In 2016 veroordeelde het Europees Hof voor de Rechten van de Mens (EHRM) ons land in een zogenaamd pilootarrest wegens een structurele schending van de mensenrechten in hoofde van geïnterneerde geesteszieken die van hun vrijheid werden beroofd in de psychiatrische annexen van de gevangenis.
België kreeg twee jaar de tijd om de situatie op doortastende wijze te veranderen.
Uit het meest recente verslag van het Anti-foltercomité (CPT) bleek dat de recent opgerichte Forensisch Psychiatrische Centra (FPC) te Gent en te Antwerpen[1] wel voldoende zorg en omkadering boden, maar werd opnieuw vastgesteld dat de situatie in de gevangenissen ondermaats was.
Mede in het licht daarvan heeft het EHRM in september 2021 opnieuw een veroordeling uitgesproken tegen de Belgische Staat (arrest Venken e.a., link).
Het EHRM voegde vijf dossiers samen.
Zeer kort samengevat komt het arrest hier op neer:
- De opsluiting van geïnterneerden in de gevangenis blijft een schending uitmaken van art. 3 EVRM en van art. 5 EVRM[2].
- Het EHRM neemt aan dat de schadevergoeding die de Belgische Staat daarvoor betaalde aan de verzoekers (minnelijk, dan wel na het voeren van een procedure voor de rechtbank van eerste aanleg) ten bedrage van 1.250,00 EUR per jaar gevangenisdetentie in het verleden voldoende is als erkenning van deze schending[3].
- Het EHRM oordeelt dat de mogelijkheden die de interneringswet biedt om de KBM te vatten (via de gewone procedure en/of de spoedprocedure) om deze schending te voorkomen en/of te doen eindigen op zich geen effectieve rechtsmiddelen zijn. Volgens het EHRM wordt immers van een geïnterneerde ten onrechte verwacht dat hij/zij zelf zorgt voor een residentiële of ambulante reclassering (terwijl dat de plicht is van de Belgische Staat).
- Het EHRM oordeelt evenwel dat de mogelijkheid die de interneringswet biedt in combinatie met de mogelijkheid voor een geïnterneerde om een kort geding procedure te voeren (overeenkomstig art. 584 Ger.W) wél een effectief rechtsmiddel biedt. Het EHRM verwijst daarbij naar de mogelijkheid dat een geïnterneerde aan de kort geding rechter kan vragen om de Belgische Staat te veroordelen wegens een schending van haar verplichting een geïnterneerde binnen korte termijn over te plaatsen naar een aangepast behandelcentrum, én om de Belgische Staat te verplichten om in dergelijke overplaatsing te voorzien onder verbeurte van een dwangsom.

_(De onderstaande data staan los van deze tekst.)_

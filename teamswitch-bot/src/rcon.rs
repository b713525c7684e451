//! HTTP client for a CRCON-style administration API.
//!
//! Every endpoint answers with an envelope `{"result": ..., "failed": bool}`.
//! Only the three calls the switch engine needs are implemented.

use std::time::Duration;

use reqwest::{Client, RequestBuilder};
use serde_json::{Map, Value, json};
use teamswitch_core::{BoxFuture, FactionCounts, FetchError, FetchResult, RconApi, RosterEntry};
use tracing::debug;

const ID_FIELDS: [&str; 4] = ["steam_id_64", "player_id", "id", "steam_id"];
const ALIAS_FIELDS: [&str; 3] = ["player_name", "nickname", "personaname"];

pub struct RconClient {
    base_url: String,
    api_token: String,
    http: Client,
}

impl RconClient {
    pub fn new(base_url: &str, api_token: &str, timeout: Duration) -> Result<Self, reqwest::Error> {
        let http = Client::builder().timeout(timeout).build()?;
        Ok(Self {
            base_url: base_url.trim_end_matches('/').to_string(),
            api_token: api_token.to_string(),
            http,
        })
    }

    pub fn base_url(&self) -> &str {
        &self.base_url
    }

    fn endpoint(&self, name: &str) -> String {
        format!("{}/api/{}", self.base_url, name)
    }

    async fn send(&self, request: RequestBuilder) -> FetchResult<Value> {
        let response = request
            .bearer_auth(&self.api_token)
            .send()
            .await
            .map_err(|e| FetchError::Transport(e.to_string()))?;

        let status = response.status();
        if !status.is_success() {
            return Err(FetchError::Status(status.as_u16()));
        }

        response
            .json::<Value>()
            .await
            .map_err(|e| FetchError::Malformed(e.to_string()))
    }

    async fn get(&self, name: &str) -> FetchResult<Value> {
        debug!(endpoint = name, base_url = %self.base_url, "rcon get");
        self.send(self.http.get(self.endpoint(name))).await
    }

    async fn post(&self, name: &str, body: &Value) -> FetchResult<Value> {
        debug!(endpoint = name, base_url = %self.base_url, "rcon post");
        self.send(self.http.post(self.endpoint(name)).json(body))
            .await
    }
}

impl RconApi for RconClient {
    fn fetch_roster(&self) -> BoxFuture<'_, FetchResult<Vec<RosterEntry>>> {
        Box::pin(async move {
            let body = self.get("get_detailed_players").await?;
            parse_roster(&body)
        })
    }

    fn fetch_faction_counts(&self) -> BoxFuture<'_, FetchResult<FactionCounts>> {
        Box::pin(async move {
            let body = self.get("get_gamestate").await?;
            parse_faction_counts(&body)
        })
    }

    fn command_switch<'a>(&'a self, player_id: &'a str) -> BoxFuture<'a, FetchResult<bool>> {
        Box::pin(async move {
            let body = self
                .post("switch_player_now", &json!({ "player_id": player_id }))
                .await?;
            Ok(parse_switch_confirmed(&body))
        })
    }
}

/// `result` of a read call. A set `failed` flag turns into [`FetchError::Rejected`].
fn read_result(body: &Value) -> FetchResult<&Value> {
    if is_failed(body) {
        let reason = body
            .get("error")
            .and_then(Value::as_str)
            .unwrap_or("call failed")
            .to_string();
        return Err(FetchError::Rejected(reason));
    }
    body.get("result")
        .filter(|r| !r.is_null())
        .ok_or_else(|| FetchError::Malformed("missing result".to_string()))
}

fn is_failed(body: &Value) -> bool {
    body.get("failed").and_then(Value::as_bool).unwrap_or(false)
}

/// Roster from `get_detailed_players`: `result.players` keyed by player id.
pub fn parse_roster(body: &Value) -> FetchResult<Vec<RosterEntry>> {
    let players = read_result(body)?
        .get("players")
        .and_then(Value::as_object)
        .ok_or_else(|| FetchError::Malformed("result.players is not an object".to_string()))?;

    Ok(players
        .iter()
        .filter_map(|(key, pdata)| pdata.as_object().map(|fields| roster_entry(key, fields)))
        .collect())
}

fn roster_entry(key: &str, fields: &Map<String, Value>) -> RosterEntry {
    RosterEntry {
        key: key.to_string(),
        ids: ID_FIELDS
            .iter()
            .filter_map(|f| text_field(fields, f))
            .collect(),
        name: text_field(fields, "name"),
        aliases: ALIAS_FIELDS
            .iter()
            .filter_map(|f| text_field(fields, f))
            .collect(),
        team: text_field(fields, "team"),
    }
}

/// String or number field as trimmed text. Empty and other types count as absent.
fn text_field(fields: &Map<String, Value>, name: &str) -> Option<String> {
    let text = match fields.get(name)? {
        Value::String(s) => s.trim().to_string(),
        Value::Number(n) => n.to_string(),
        _ => return None,
    };
    (!text.is_empty()).then_some(text)
}

/// Counts from `get_gamestate`. Missing counts read as zero.
pub fn parse_faction_counts(body: &Value) -> FetchResult<FactionCounts> {
    let result = read_result(body)?;
    Ok(FactionCounts {
        allies: count_field(result, "num_allied_players")?,
        axis: count_field(result, "num_axis_players")?,
    })
}

fn count_field(result: &Value, name: &str) -> FetchResult<u32> {
    let value = match result.get(name) {
        None | Some(Value::Null) => return Ok(0),
        Some(value) => value,
    };
    let parsed = match value {
        Value::Number(n) => n.as_u64(),
        Value::String(s) => s.trim().parse().ok(),
        _ => None,
    };
    parsed
        .and_then(|n| u32::try_from(n).ok())
        .ok_or_else(|| FetchError::Malformed(format!("{name} is not a count: {value}")))
}

/// A switch only counts when `result` is literally `true` and nothing flagged failure.
pub fn parse_switch_confirmed(body: &Value) -> bool {
    body.get("result") == Some(&Value::Bool(true)) && !is_failed(body)
}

Het risico dat de Belgische Staat een mogelijke schadevergoeding van 1.250 € per jaar onmenselijke detentie (of 3,42 EUR per dag) zal moeten betalen, is evident geen ernstig drukkingsmiddel. Daarvan getuigen overigens de talrijke veroordelingen die geïnterneerden ter zake hebben bekomen, na daarvoor eerst een gerechtelijke procedure te hebben moeten opstarten.
Het is betreurenswaardig te moeten vaststellen dat een geesteszieke geïnterneerde verplicht wordt om al deze (dure) procedures te voeren om de Belgische Staat ertoe te brengen aan haar evidente mensenrechten-verplichtingen te voldoen.
[1] In deze behandelcentra worden geïnterneerden patiënten na een beslissing van de Kamer tot Bescherming van de maatschappij (hierna KBM) opgenomen die een hoge nood hebben aan beveiliging. De volledige behandeling van de patiënten binnen beide centra is erop gericht de risicofactoren te verminderen en de kans op recidive te verkleinen. Het uiteindelijke doel van de behandeling is dat de patiënten op een veilige en verantwoorde manier terugkeren naar de maatschappij, hetzij naar een minder beveiligde omgeving.
[2] Art. 3 EVRM: verbod op een onmenselijke behandeling/ art. 5 § 1 EVRM: verbod op een onrechtmatige vrijheidsberoving.
[3] Twee van de vijf verzoekers werden om die reden afgewezen voor hun eis gestoeld op een schending van art. 3 en 5 EVRM: zij werden immers voor de ganse periode dat zij in de gevangenis verbleven volgens het EHRM voldoende vergoed. De overige drie verzoekers kregen een bijkomende vergoeding van het EHRM omdat de nationale rechter ten onrechte geen vergoeding toekende voor de verjaarde periode van detentie. Hier nader op ingaan gaat evenwel verder dan de reikwijdte van huidig artikel.